The input
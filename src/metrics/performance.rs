use chrono::Weekday;

use super::stats::Tally;
use crate::domain::{ParsedGame, TimeOfDay};

const WEEK: [Weekday; 7] = [
    Weekday::Mon,
    Weekday::Tue,
    Weekday::Wed,
    Weekday::Thu,
    Weekday::Fri,
    Weekday::Sat,
    Weekday::Sun,
];

#[derive(Debug, Clone, PartialEq)]
pub struct SlotPerformance<K> {
    pub slot: K,
    pub games: u32,
    pub wins: u32,
    pub win_rate: f64,
}

/// Win rates by calendar slot. Slots without games are omitted.
#[derive(Debug, Clone, Default, PartialEq)]
pub struct PerformanceTrends {
    pub by_weekday: Vec<SlotPerformance<Weekday>>,
    pub by_time_of_day: Vec<SlotPerformance<TimeOfDay>>,
}

pub fn calculate(games: &[ParsedGame]) -> PerformanceTrends {
    PerformanceTrends {
        by_weekday: slots(games, &WEEK, |g| g.day_of_week),
        by_time_of_day: slots(games, &TimeOfDay::ALL, |g| g.time_of_day),
    }
}

fn slots<K: Copy + PartialEq>(
    games: &[ParsedGame],
    order: &[K],
    key: impl Fn(&ParsedGame) -> K,
) -> Vec<SlotPerformance<K>> {
    order
        .iter()
        .filter_map(|&slot| {
            let tally = Tally::of(games.iter().filter(|g| key(g) == slot));
            (tally.games > 0).then(|| SlotPerformance {
                slot,
                games: tally.games,
                wins: tally.wins,
                win_rate: tally.win_rate(),
            })
        })
        .collect()
}
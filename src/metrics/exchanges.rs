use super::stats::{mean, percentage};
use crate::config::AnalysisSettings;
use crate::domain::ParsedGame;

const GOOD_IMBALANCE_RATE: f64 = 60.0;
const BAD_IMBALANCE_RATE: f64 = 40.0;

#[derive(Debug, Clone, Default, PartialEq)]
pub struct ImbalanceStats {
    pub name: String,
    pub games: u32,
    pub wins: u32,
    pub win_rate: f64,
}

#[derive(Debug, Clone, Default, PartialEq)]
pub struct ExchangeMetrics {
    pub avg_trades_per_game: f64,
    /// Games against opponents rated more than the gap below the player.
    pub games_ahead: u32,
    /// Games against opponents rated more than the gap above the player.
    pub games_behind: u32,
    pub trade_frequency_when_ahead: f64,
    pub trade_frequency_when_behind: f64,
    pub queen_trades: ImbalanceStats,
    pub good_imbalances: Vec<ImbalanceStats>,
    pub bad_imbalances: Vec<ImbalanceStats>,
}

pub fn calculate(games: &[ParsedGame], settings: &AnalysisSettings) -> ExchangeMetrics {
    let trades: Vec<f64> = games.iter().map(|g| g.trades.trades_initiated as f64).collect();

    let gap = settings.rating_gap_threshold;
    let ahead: Vec<&ParsedGame> = games.iter().filter(|g| g.rating_diff() < -gap).collect();
    let behind: Vec<&ParsedGame> = games.iter().filter(|g| g.rating_diff() > gap).collect();

    let queen_trades = imbalance("Queen Trades", games.iter().filter(|g| g.trades.queen_trade));

    let mut good_imbalances = Vec::new();
    let mut bad_imbalances = Vec::new();
    if queen_trades.games >= settings.min_games_for_pattern {
        if queen_trades.win_rate >= GOOD_IMBALANCE_RATE {
            good_imbalances.push(queen_trades.clone());
        } else if queen_trades.win_rate <= BAD_IMBALANCE_RATE {
            bad_imbalances.push(queen_trades.clone());
        }
    }

    ExchangeMetrics {
        avg_trades_per_game: mean(&trades),
        games_ahead: ahead.len() as u32,
        games_behind: behind.len() as u32,
        trade_frequency_when_ahead: trading_share(&ahead),
        trade_frequency_when_behind: trading_share(&behind),
        queen_trades,
        good_imbalances,
        bad_imbalances,
    }
}

/// Share of games in which the player initiated at least one trade.
fn trading_share(games: &[&ParsedGame]) -> f64 {
    let traded = games.iter().filter(|g| g.trades.trades_initiated > 0).count() as u32;
    percentage(traded, games.len() as u32)
}

fn imbalance<'a>(name: &str, games: impl Iterator<Item = &'a ParsedGame>) -> ImbalanceStats {
    let (count, wins) = games.fold((0, 0), |(count, wins), g| (count + 1, wins + g.is_win() as u32));

    ImbalanceStats {
        name: name.to_string(),
        games: count,
        wins,
        win_rate: percentage(wins, count),
    }
}
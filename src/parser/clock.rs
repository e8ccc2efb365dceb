use regex::Regex;

use crate::config::AnalysisSettings;
use crate::domain::{ClockData, Color, CriticalMove, PhaseTimes};

/// All `[%clk H:MM:SS(.f)]` readings in document order, in seconds.
pub fn extract_clock_times(pgn: &str, clock: &Regex) -> Vec<f64> {
    clock
        .captures_iter(pgn)
        .filter_map(|caps| {
            let hours: f64 = caps.get(1)?.as_str().parse().ok()?;
            let minutes: f64 = caps.get(2)?.as_str().parse().ok()?;
            let seconds: f64 = caps.get(3)?.as_str().parse().ok()?;
            Some(hours * 3600.0 + minutes * 60.0 + seconds)
        })
        .collect()
}

/// The subject's own readings: every other entry, starting at 0 for White
/// and 1 for Black.
pub fn subject_readings(time_data: &[f64], color: Color) -> Vec<f64> {
    time_data
        .iter()
        .enumerate()
        .filter(|(idx, _)| color.owns_ply(*idx))
        .map(|(_, &t)| t)
        .collect()
}

/// Build clock facts, or `None` when there is nothing to build them from.
pub fn build_clock_data(
    time_data: Vec<f64>,
    color: Color,
    settings: &AnalysisSettings,
) -> Option<ClockData> {
    let readings = subject_readings(&time_data, color);
    let final_time = *readings.last()?;

    let time_pressure_moves = readings
        .iter()
        .filter(|&&t| t < settings.time_pressure_seconds)
        .count() as u32;

    let avg_time_per_phase = average_per_phase(&readings, settings);

    let (critical_moves, avg_time_per_move) = if readings.len() > 1 {
        let deltas = time_deltas(&readings);
        let avg = mean(&deltas);
        (find_critical_moves(&readings, &deltas, avg, settings), Some(avg))
    } else {
        (Vec::new(), None)
    };

    Some(ClockData {
        time_data,
        final_time,
        time_pressure_moves,
        avg_time_per_phase,
        critical_moves,
        avg_time_per_move,
    })
}

fn average_per_phase(readings: &[f64], settings: &AnalysisSettings) -> PhaseTimes {
    let mut opening = Vec::new();
    let mut middlegame = Vec::new();
    let mut endgame = Vec::new();

    for (idx, &t) in readings.iter().enumerate() {
        let move_number = idx as u32 + 1;
        if move_number <= settings.opening_phase_end {
            opening.push(t);
        } else if move_number <= settings.middlegame_phase_end {
            middlegame.push(t);
        } else {
            endgame.push(t);
        }
    }

    PhaseTimes {
        opening: mean(&opening),
        middlegame: mean(&middlegame),
        endgame: mean(&endgame),
    }
}

/// Time spent between consecutive readings.
fn time_deltas(readings: &[f64]) -> Vec<f64> {
    readings.windows(2).map(|w| w[0] - w[1]).collect()
}

/// A move is critical when it took more than three times the average, or
/// when it was played in under a third of the average with the clock already
/// below the critical threshold.
fn find_critical_moves(
    readings: &[f64],
    deltas: &[f64],
    avg: f64,
    settings: &AnalysisSettings,
) -> Vec<CriticalMove> {
    deltas
        .iter()
        .enumerate()
        .filter(|&(idx, &delta)| {
            let slow = delta > 3.0 * avg;
            let panicked =
                delta < avg / 3.0 && readings[idx + 1] < settings.critical_time_threshold;
            slow || panicked
        })
        .take(settings.max_critical_moves)
        .map(|(idx, &delta)| CriticalMove {
            move_number: idx as u32 + 1,
            time_delta: delta,
            clock: readings[idx],
        })
        .collect()
}

fn mean(values: &[f64]) -> f64 {
    if values.is_empty() {
        return 0.0;
    }
    values.iter().sum::<f64>() / values.len() as f64
}

#[cfg(test)]
mod tests {
    use super::*;

    /// Interleave the subject's readings with constant opponent readings.
    fn as_white(readings: &[f64]) -> Vec<f64> {
        readings.iter().flat_map(|&t| [t, 500.0]).collect()
    }

    fn clock_regex() -> Regex {
        Regex::new(r"\[%clk\s+(\d+):(\d+):(\d+(?:\.\d+)?)\]").unwrap()
    }

    #[test]
    fn test_extract_converts_to_seconds() {
        let pgn = "1. e4 {[%clk 1:02:03]} e5 {[%clk 0:00:09.5]}";
        assert_eq!(extract_clock_times(pgn, &clock_regex()), vec![3723.0, 9.5]);
    }

    #[test]
    fn test_no_annotations_yields_no_clock_data() {
        let settings = AnalysisSettings::default();
        let times = extract_clock_times("1. e4 e5", &clock_regex());
        assert!(build_clock_data(times, Color::White, &settings).is_none());
    }

    #[test]
    fn test_black_needs_its_own_reading() {
        let settings = AnalysisSettings::default();
        assert!(build_clock_data(vec![300.0], Color::Black, &settings).is_none());
        assert!(build_clock_data(vec![300.0], Color::White, &settings).is_some());
    }

    #[test]
    fn test_white_final_time_is_last_even_reading() {
        let settings = AnalysisSettings::default();
        let data = build_clock_data(vec![300.0, 299.0, 280.0, 270.0], Color::White, &settings)
            .unwrap();

        assert_eq!(data.time_data.len(), 4);
        assert_eq!(data.final_time, 280.0);
        assert_eq!(data.avg_time_per_move, Some(20.0));
    }

    #[test]
    fn test_black_uses_odd_readings() {
        let settings = AnalysisSettings::default();
        let data =
            build_clock_data(vec![60.0, 50.0, 55.0, 25.0, 54.0, 20.0], Color::Black, &settings)
                .unwrap();

        assert_eq!(data.final_time, 20.0);
        assert_eq!(data.time_pressure_moves, 2);
    }

    #[test]
    fn test_single_reading_has_no_move_average() {
        let settings = AnalysisSettings::default();
        let data = build_clock_data(vec![180.0], Color::White, &settings).unwrap();

        assert!(data.critical_moves.is_empty());
        assert_eq!(data.avg_time_per_move, None);
    }

    #[test]
    fn test_slow_move_is_critical() {
        let settings = AnalysisSettings::default();
        // Subject deltas: 2, 2, 2, 30, 2 -> avg 7.6, 30 > 22.8
        let readings = [100.0, 98.0, 96.0, 94.0, 64.0, 62.0];
        let data = build_clock_data(as_white(&readings), Color::White, &settings).unwrap();

        assert_eq!(data.critical_moves.len(), 1);
        let critical = data.critical_moves[0];
        assert_eq!(critical.move_number, 4);
        assert_eq!(critical.time_delta, 30.0);
        assert_eq!(critical.clock, 94.0);
    }

    #[test]
    fn test_fast_move_under_threshold_is_critical() {
        let settings = AnalysisSettings::default();
        // Deltas: 20, 20, 0.5 -> avg 13.5; 0.5 < 4.5 and clock 8.5 < 10
        let readings = [49.0, 29.0, 9.0, 8.5];
        let data = build_clock_data(as_white(&readings), Color::White, &settings).unwrap();

        let moves: Vec<u32> = data.critical_moves.iter().map(|c| c.move_number).collect();
        assert!(moves.contains(&3));
    }

    #[test]
    fn test_critical_moves_are_capped() {
        let settings = AnalysisSettings::default();
        // Six 60s moves among thirty 1s moves: avg 10.8, each 60 > 32.4
        let mut readings = vec![2000.0];
        for i in 0..36 {
            let spent = if i % 6 == 0 { 60.0 } else { 1.0 };
            let last = readings[readings.len() - 1];
            readings.push(last - spent);
        }
        let data = build_clock_data(as_white(&readings), Color::White, &settings).unwrap();

        assert_eq!(data.critical_moves.len(), settings.max_critical_moves);
        assert_eq!(data.critical_moves[0].move_number, 1);
    }

    #[test]
    fn test_phase_averages_use_move_numbers() {
        let settings = AnalysisSettings::default();
        let readings: Vec<f64> = (0..40).map(|i| 400.0 - i as f64).collect();
        let data = build_clock_data(as_white(&readings), Color::White, &settings).unwrap();

        // Moves 1-15: 400..386, 16-35: 385..366, 36-40: 365..361
        assert_eq!(data.avg_time_per_phase.opening, 393.0);
        assert_eq!(data.avg_time_per_phase.middlegame, 375.5);
        assert_eq!(data.avg_time_per_phase.endgame, 363.0);
    }
}
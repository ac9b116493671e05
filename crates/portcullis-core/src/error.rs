//! Error types for the authentication gate.

use thiserror::Error;

/// Why the gate refused to let a request through.
#[derive(Debug, Error)]
pub enum Rejection<A> {
    /// The authentication service answered "not authenticated".
    #[error("Authentication required")]
    Unauthorized,

    /// The authentication service failed to produce an answer.
    #[error("Authentication service failure: {0}")]
    AuthService(A),
}

/// Outcome of a gated handler invocation that did not produce a response.
///
/// `E` is the handler's error type and `A` the authentication service's.
/// Both are carried unchanged.
#[derive(Debug, Error)]
pub enum GateError<E, A> {
    /// Not authenticated for a handler that requires it.
    #[error("Authentication required")]
    Unauthorized,

    /// The authentication service itself failed.
    #[error("Authentication service failure: {0}")]
    AuthService(A),

    /// The handler ran and returned an error.
    #[error("Handler error: {0}")]
    Handler(E),
}

impl<E, A> GateError<E, A> {
    /// Check if the request was rejected for lack of authentication.
    pub fn is_unauthorized(&self) -> bool {
        matches!(self, Self::Unauthorized)
    }

    /// Take the authentication service error, if that is what this is.
    pub fn into_auth_service_error(self) -> Option<A> {
        match self {
            Self::AuthService(err) => Some(err),
            _ => None,
        }
    }

    /// Take the handler error, if that is what this is.
    pub fn into_handler_error(self) -> Option<E> {
        match self {
            Self::Handler(err) => Some(err),
            _ => None,
        }
    }
}

impl<E, A> From<Rejection<A>> for GateError<E, A> {
    fn from(rejection: Rejection<A>) -> Self {
        match rejection {
            Rejection::Unauthorized => Self::Unauthorized,
            Rejection::AuthService(err) => Self::AuthService(err),
        }
    }
}

/// Errors raised while marking handlers at registration time.
#[derive(Debug, Clone, PartialEq, Eq, Error)]
pub enum ExemptionError {
    /// The handler is neither a plain function nor a bound method, so it can
    /// neither carry the marker nor be wrapped by a forwarder.
    #[error("Handler '{name}' has a shape that cannot be marked authentication exempt")]
    UnsupportedHandlerShape {
        /// Name of the offending handler.
        name: String,
    },
}
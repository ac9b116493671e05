//! Shared application state.

use crate::config::ServerConfig;
use std::sync::Arc;
use std::time::Instant;

/// State shared by route handlers.
#[derive(Debug, Clone)]
pub struct AppState {
    pub config: Arc<ServerConfig>,
    pub started_at: Instant,
}

impl AppState {
    pub fn new(config: ServerConfig) -> Self {
        Self {
            config: Arc::new(config),
            started_at: Instant::now(),
        }
    }
}
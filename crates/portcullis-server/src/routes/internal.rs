//! Internal routes (health and diagnostics).
//!
//! Assembled from a type-erased route table, the way routes loaded from
//! configuration or plugins would be.

use super::RouteHandler;
use crate::{error::ApiResult, middleware::AuthRequiredLayer, state::AppState};
use axum::{
    extract::Request,
    http::request::Parts,
    response::{IntoResponse, Response},
    routing::get_service,
    Json, Router,
};
use portcullis_core::{exempt_boxed, AuthService, ExemptionError, Function, Method};
use serde_json::json;
use std::sync::Arc;

/// One row of the internal route table.
pub struct InternalRoute {
    pub path: &'static str,
    pub handler: RouteHandler,
    pub exempt: bool,
}

/// The internal routes served under `/internal`.
pub fn route_table(state: &AppState) -> Vec<InternalRoute> {
    vec![
        InternalRoute {
            path: "/health",
            handler: Arc::new(Function::sync("health", health).with_doc("Liveness probe.")),
            exempt: true,
        },
        InternalRoute {
            path: "/config",
            handler: Arc::new(
                Method::sync(Arc::new(state.clone()), "config", config_summary)
                    .with_doc("Non-secret view of the running configuration."),
            ),
            exempt: false,
        },
    ]
}

pub(super) fn router<A>(
    gate: &AuthRequiredLayer<A>,
    state: &AppState,
) -> Result<Router, ExemptionError>
where
    A: AuthService<Parts> + 'static,
    A::Error: Into<crate::error::ApiError>,
{
    let mut router = Router::new();
    for route in route_table(state) {
        let handler = if route.exempt {
            exempt_boxed(route.handler)?
        } else {
            route.handler
        };
        router = router.route(route.path, get_service(gate.endpoint(handler)));
    }
    Ok(router)
}

fn health(_req: Request) -> ApiResult<Response> {
    Ok(Json(json!({ "status": "ok" })).into_response())
}

fn config_summary(state: &AppState, _req: Request) -> ApiResult<Response> {
    let config = &state.config;
    Ok(Json(json!({
        "server": {
            "host": config.server.host,
            "port": config.server.port,
            "request_timeout_secs": config.server.request_timeout_secs,
        },
        "auth": {
            "api_keys": config.auth.api_keys.len(),
            "accept_x_api_key": config.auth.accept_x_api_key,
        },
        "uptime_secs": state.started_at.elapsed().as_secs(),
    }))
    .into_response())
}

#[cfg(test)]
mod tests {
    use super::*;
    use portcullis_core::{is_handler_authentication_exempt, Handler, HandlerShape};

    #[test]
    fn test_route_table_shapes() {
        let table = route_table(&AppState::new(Default::default()));
        let shapes: Vec<_> = table.iter().map(|r| (r.path, r.handler.shape(), r.exempt)).collect();

        assert_eq!(
            shapes,
            vec![
                ("/health", HandlerShape::Function, true),
                ("/config", HandlerShape::BoundMethod, false),
            ]
        );
        assert!(table.iter().all(|r| !is_handler_authentication_exempt(&r.handler)));
    }
}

Work to be completed
From the material above, gather all lines that include the string "neither" and copy them.

Response to the task
    /// The handler is neither a plain function nor a bound method, so it can
    /// neither carry the marker nor be wrapped by a forwarder.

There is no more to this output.